You exhale, looking deeply into Lisa’s eyes. What a beautiful pale blue they are. She blinks slowly at you, something smug in her expression.

“I could keep going,” she says, more quietly now. “But I think you get the idea.”

“I do,” you say. You laugh. “With you, somehow, it always has to be a symbol for something.” She gives you a questioning look, so you continue. “To you, the movie must signify something greater than itself; the thing itself is meaningless. The movie is meaningless. All that matters is what it represents. I’m a fool for liking it, much less thinking that it could mean something.” You see her nodding along. “But is it not real?”

She blinks at you again. This time, there’s a hint of uncertainty there.

“What do you mean?” she asks.

“How is it possible that you could spend two hours in a theatre, watching a screen, millions, billions of pixels flashing by, and think—there was nothing there. I just saw nothing.” You grab Lisa’s shoulder, forcing her to look at you. “Life is not just meta-commentary. There’s something real here.”

“Come on,” she says. “Then what’s the message? I want to fuck girls? Really?”

“That’s as real as anything else,” you nod emphatically. “Sex is real. Sex is primal. Sex is the essence of life itself. It’s where we all came from, it’s where we’re all going. Tell me that’s not real enough for you.”

“Uh-huh, and we needed this movie to tell us that?” Lisa says, standing her ground.

You lean in closer to her, the two of your foreheads almost touching. Her lips are brushed in a disarming shade of red tonight. You hear her breathing pick up slightly.

“We did. Everything today is bogged down by social commentary or political correctness or the crushing weight of the human condition. You wanted to turn this movie into another vessel for that. Fuck that. The Freshman 15 is about something, but it’s something far simpler. It’s the kind of teen flick that they don’t make anymore.It’s just about guys and girls having fun, simple as that, and that’s… honestly kind of radical.”

“So your point is that there is a message, and the message is sex. How deep,” she says, but you can tell you’ve hit a nerve. There’s something different in her eyes now. A yearning. And you know just what that yearning is for.

“Still more sarcasm,” you say, shaking your head. “Don’t you get it? All this sarcasm, this nihilism, this pointing at the signified… the point is that there is something here that’s real.” Your hand caresses her cheek, bringing color there. “You and me. Sitting here. This is what’s real.”

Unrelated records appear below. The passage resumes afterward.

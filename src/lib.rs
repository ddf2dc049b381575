//! Tiltdeck library
//!
//! Exposes modules for integration testing and binary reuse.

pub mod domain;
pub mod infra;
pub mod io;
pub mod services;
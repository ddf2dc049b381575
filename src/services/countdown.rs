//! Countdown sequence configuration
//!
//! The pre-game countdown is an ordered table of (label, hold) steps the
//! engine plays through with awaited delays. Several step layouts shipped
//! over time, so the table is configuration; only the invariants live in
//! code: steps run in order, each is held for its configured duration,
//! and no scoring or timer activity happens until the sequence finishes.

use serde::Deserialize;
use std::time::Duration;

/// One countdown step: a display label held for a fixed duration.
#[derive(Debug, Clone, PartialEq, Eq, Deserialize)]
pub struct CountdownStep {
    pub label: String,
    pub hold_ms: u64,
}

impl CountdownStep {
    pub fn new(label: impl Into<String>, hold_ms: u64) -> Self {
        Self { label: label.into(), hold_ms }
    }

    #[inline]
    pub fn hold(&self) -> Duration {
        Duration::from_millis(self.hold_ms)
    }
}

/// The step table the original client shipped with: a settling cue, a
/// numeric countdown, then the go cue.
pub fn default_steps() -> Vec<CountdownStep> {
    vec![
        CountdownStep::new("Place on Forehead", 2000),
        CountdownStep::new("3", 1300),
        CountdownStep::new("2", 1300),
        CountdownStep::new("1", 1300),
        CountdownStep::new("Go!", 1400),
    ]
}

/// Total wall-clock duration of a step table
pub fn total_duration(steps: &[CountdownStep]) -> Duration {
    Duration::from_millis(steps.iter().map(|s| s.hold_ms).sum())
}
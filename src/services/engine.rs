//! Session orchestration
//!
//! The SessionEngine is the single task that drives one play-through:
//! it steps the countdown with cancellable delays, then runs a biased
//! select over shutdown, sensor samples, and the one-second ticker.
//! All controller mutation happens here, so there is no concurrent
//! writer and no locking.
//!
//! Producer lifecycle: the gesture interpreter is armed only for the
//! Active phase, and the ticker lives inside `run`, so leaving Active
//! (exhaustion, timeout, stop) drops both. Late samples or ticks that
//! slip through are absorbed by the controller's phase guards.

use crate::domain::summary::{epoch_ms, SessionSummary};
use crate::domain::types::{ResolveAction, Score, TiltSample};
use crate::infra::metrics::Metrics;
use crate::io::egress::Egress;
use crate::services::countdown::CountdownStep;
use crate::services::gesture::GestureInterpreter;
use crate::services::session::SessionController;
use std::sync::Arc;
use std::time::Duration;
use tokio::sync::{mpsc, watch};
use tokio::time::Instant;
use tracing::{debug, info, warn};

/// Progress notifications for front-ends (TUI, logs).
///
/// Sent best-effort: a slow or absent consumer never blocks the session.
#[derive(Debug, Clone)]
pub enum SessionEvent {
    /// A countdown label is now showing
    CountdownStep { label: String },
    /// Countdown finished; play has begun
    Activated { word: String, remaining_secs: u32 },
    /// One second elapsed
    Tick { remaining_secs: u32 },
    /// The current item was resolved; `next_word` is None on the last item
    Resolved {
        action: ResolveAction,
        word: String,
        score: Score,
        next_word: Option<String>,
    },
    /// Terminal state reached
    Ended { summary: SessionSummary },
}

/// Drives one session from countdown to summary.
pub struct SessionEngine {
    session: SessionController,
    gesture: GestureInterpreter,
    countdown: Vec<CountdownStep>,
    metrics: Arc<Metrics>,
    egress: Option<Egress>,
    event_tx: Option<mpsc::Sender<SessionEvent>>,
}

impl SessionEngine {
    pub fn new(
        session: SessionController,
        gesture: GestureInterpreter,
        countdown: Vec<CountdownStep>,
        metrics: Arc<Metrics>,
    ) -> Self {
        Self { session, gesture, countdown, metrics, egress: None, event_tx: None }
    }

    /// Write the terminal summary to this egress when the session ends
    pub fn with_egress(mut self, egress: Egress) -> Self {
        self.egress = Some(egress);
        self
    }

    /// Publish progress events to this channel
    pub fn with_event_tx(mut self, tx: mpsc::Sender<SessionEvent>) -> Self {
        self.event_tx = Some(tx);
        self
    }

    /// Run the session to completion.
    ///
    /// Consumes samples from `sample_rx` while Active; `shutdown_rx`
    /// flipping to true is observed at the next suspension point and ends
    /// the session with whatever was accumulated. Returns the summary,
    /// or None when the controller was not in a startable state.
    pub async fn run(
        mut self,
        mut sample_rx: mpsc::Receiver<TiltSample>,
        mut shutdown_rx: watch::Receiver<bool>,
    ) -> Option<SessionSummary> {
        if !self.session.start() {
            warn!(sid = %self.session.sid(), "engine_start_rejected");
            return None;
        }
        self.metrics.record_session_started();

        // Countdown: purely presentational delay, cancellable at every
        // suspension point. No scoring or timer activity here.
        for step in self.countdown.clone() {
            self.send_event(SessionEvent::CountdownStep { label: step.label.clone() });
            info!(label = %step.label, hold_ms = %step.hold_ms, "countdown_step");

            tokio::select! {
                _ = tokio::time::sleep(step.hold()) => {}
                _ = shutdown_signal(&mut shutdown_rx) => {
                    info!(sid = %self.session.sid(), "countdown_cancelled");
                    let summary = self.session.stop();
                    return self.finish(summary);
                }
            }
        }

        self.session.begin_active();
        self.gesture.arm(epoch_ms());
        self.send_event(SessionEvent::Activated {
            word: self.session.current_item().unwrap_or_default().to_string(),
            remaining_secs: self.session.time_remaining_secs(),
        });

        // First tick one full second after activation
        let mut ticker = tokio::time::interval_at(
            Instant::now() + Duration::from_secs(1),
            Duration::from_secs(1),
        );
        let mut sensor_open = true;

        let summary = loop {
            tokio::select! {
                // Ordering matters: stop wins over everything, and a
                // resolve that closes the session wins over a
                // simultaneous timer expiry.
                biased;

                _ = shutdown_signal(&mut shutdown_rx) => {
                    info!(sid = %self.session.sid(), "session_stop_requested");
                    break self.session.stop();
                }

                sample = sample_rx.recv(), if sensor_open => {
                    match sample {
                        Some(s) => {
                            if let Some(summary) = self.handle_sample(s) {
                                break Some(summary);
                            }
                        }
                        None => {
                            // Sensor producer gone; play continues on the
                            // timer alone.
                            warn!(sid = %self.session.sid(), "sensor_stream_closed");
                            sensor_open = false;
                        }
                    }
                }

                _ = ticker.tick() => {
                    if let Some(summary) = self.session.tick() {
                        break Some(summary);
                    }
                    self.send_event(SessionEvent::Tick {
                        remaining_secs: self.session.time_remaining_secs(),
                    });
                }
            }
        };

        self.finish(summary)
    }

    /// Feed one sample through the interpreter and apply any action.
    /// Returns the summary when the resolve exhausted the deck.
    fn handle_sample(&mut self, sample: TiltSample) -> Option<SessionSummary> {
        let process_start = std::time::Instant::now();
        let action = self.gesture.on_sample(sample.z, sample.timestamp_ms);
        self.metrics.record_sample(process_start.elapsed().as_micros() as u64);

        let action = action?;
        self.metrics.record_action(action);

        let word = self.session.current_item().unwrap_or_default().to_string();
        let summary = self.session.resolve(action);
        self.send_event(SessionEvent::Resolved {
            action,
            word,
            score: self.session.score(),
            next_word: self.session.current_item().map(str::to_string),
        });
        summary
    }

    /// Common teardown for every exit path: disarm, egress, notify.
    fn finish(&mut self, summary: Option<SessionSummary>) -> Option<SessionSummary> {
        self.gesture.disarm();
        let summary = summary?;

        self.metrics.record_session_ended(&summary);
        if let Some(egress) = &self.egress {
            egress.write_summary(&summary);
        }
        self.send_event(SessionEvent::Ended { summary: summary.clone() });
        Some(summary)
    }

    fn send_event(&self, event: SessionEvent) {
        let Some(tx) = &self.event_tx else { return };
        if let Err(e) = tx.try_send(event) {
            // Front-end lagging or gone; the session must not block on it
            debug!(error = %e, "session_event_dropped");
        }
    }
}

/// Resolve once the shutdown flag is true; pend forever if the sender is
/// dropped without ever signalling.
async fn shutdown_signal(rx: &mut watch::Receiver<bool>) {
    loop {
        if *rx.borrow() {
            return;
        }
        if rx.changed().await.is_err() {
            std::future::pending::<()>().await;
        }
    }
}

#[cfg(test)]
mod tests {
    use super::*;
    use crate::domain::summary::EndReason;
    use crate::domain::types::ItemStatus;
    use crate::services::countdown::CountdownStep;
    use crate::services::gesture::GestureConfig;

    fn test_engine(items: &[&str], limit: u32) -> SessionEngine {
        let session = SessionController::new(
            "test",
            items.iter().map(|s| s.to_string()).collect(),
            limit,
        )
        .unwrap();
        // Zero grace/debounce so fabricated timestamps stay simple
        let gesture = GestureInterpreter::new(GestureConfig {
            grace_ms: 0,
            debounce_ms: 0,
            ..GestureConfig::default()
        });
        let countdown = vec![CountdownStep::new("3", 100), CountdownStep::new("Go!", 100)];
        SessionEngine::new(session, gesture, countdown, Arc::new(Metrics::new()))
    }

    /// Samples carry far-future timestamps so the real-clock grace window
    /// in `arm(epoch_ms())` can never swallow them under paused tokio time.
    fn far_future_ms(offset: u64) -> u64 {
        epoch_ms() + 60_000 + offset
    }

    #[tokio::test(start_paused = true)]
    async fn test_engine_exhaustion_path() {
        let engine = test_engine(&["A", "B"], 60);
        let (sample_tx, sample_rx) = mpsc::channel(64);
        let (_shutdown_tx, shutdown_rx) = watch::channel(false);

        // Tilt up, level, tilt up: two corrects
        sample_tx.send(TiltSample::new(1.0, far_future_ms(0))).await.unwrap();
        sample_tx.send(TiltSample::new(0.0, far_future_ms(100))).await.unwrap();
        sample_tx.send(TiltSample::new(1.0, far_future_ms(200))).await.unwrap();

        let summary = engine.run(sample_rx, shutdown_rx).await.unwrap();
        assert_eq!(summary.reason, EndReason::Exhausted);
        assert_eq!(summary.score, Score { correct: 2, skipped: 0 });
        assert!(summary.items.iter().all(|i| i.status == ItemStatus::Correct));
    }

    #[tokio::test(start_paused = true)]
    async fn test_engine_timeout_path() {
        let engine = test_engine(&["A", "B"], 2);
        let (_sample_tx, sample_rx) = mpsc::channel::<TiltSample>(8);
        let (_shutdown_tx, shutdown_rx) = watch::channel(false);

        let summary = engine.run(sample_rx, shutdown_rx).await.unwrap();
        assert_eq!(summary.reason, EndReason::TimedOut);
        assert_eq!(summary.score, Score::default());
        assert!(summary.items.iter().all(|i| i.is_pending()));
    }

    #[tokio::test(start_paused = true)]
    async fn test_engine_stop_mid_countdown() {
        let engine = test_engine(&["A"], 60);
        let (_sample_tx, sample_rx) = mpsc::channel::<TiltSample>(8);
        let (shutdown_tx, shutdown_rx) = watch::channel(false);

        // Stop before the countdown can complete
        shutdown_tx.send(true).unwrap();

        let summary = engine.run(sample_rx, shutdown_rx).await.unwrap();
        assert_eq!(summary.reason, EndReason::Stopped);
        assert!(summary.items.iter().all(|i| i.is_pending()));
    }

    #[tokio::test(start_paused = true)]
    async fn test_engine_sensor_closed_keeps_playing() {
        let engine = test_engine(&["A"], 1);
        let (sample_tx, sample_rx) = mpsc::channel::<TiltSample>(8);
        let (_shutdown_tx, shutdown_rx) = watch::channel(false);
        drop(sample_tx);

        let summary = engine.run(sample_rx, shutdown_rx).await.unwrap();
        assert_eq!(summary.reason, EndReason::TimedOut);
    }

    #[tokio::test(start_paused = true)]
    async fn test_engine_publishes_terminal_event() {
        let engine = test_engine(&["A"], 1);
        let (event_tx, mut event_rx) = mpsc::channel(64);
        let engine = engine.with_event_tx(event_tx);
        let (_sample_tx, sample_rx) = mpsc::channel::<TiltSample>(8);
        let (_shutdown_tx, shutdown_rx) = watch::channel(false);

        engine.run(sample_rx, shutdown_rx).await.unwrap();

        let mut saw_countdown = false;
        let mut saw_ended = false;
        while let Ok(event) = event_rx.try_recv() {
            match event {
                SessionEvent::CountdownStep { .. } => saw_countdown = true,
                SessionEvent::Ended { summary } => {
                    saw_ended = true;
                    assert_eq!(summary.reason, EndReason::TimedOut);
                }
                _ => {}
            }
        }
        assert!(saw_countdown);
        assert!(saw_ended);
    }
}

“And… and the message?” she asks, breathily. “Of the movie?”

You lean closer into her, the bridges of your noses barely pressed against one another, your lips coming awfully close to hers. She’s still, perfectly still, watching you approach with a held breath, and then you’re past her, lips against her ear.

“Some things are real,” you whisper. “Some things are worth caring about.” You draw back, lips ever so slightly kissing her cheek. “Some things are worth chasing.”

You get up then, heading for the door.

“Alex, wait,” you hear Lisa call out as your hand closes around the door knob.

You turn around, glancing at her questioningly. She’s flushed, more than you expected her to be.

There’s a pause.

“I…”

“I’m headed to Philly tomorrow for an away game,” you say. “But I’ll catch you Sunday.”

And with that, you make your exit, your heart hammering away, wondering what she must be thinking, not knowing that the same questions are running through her head just the same.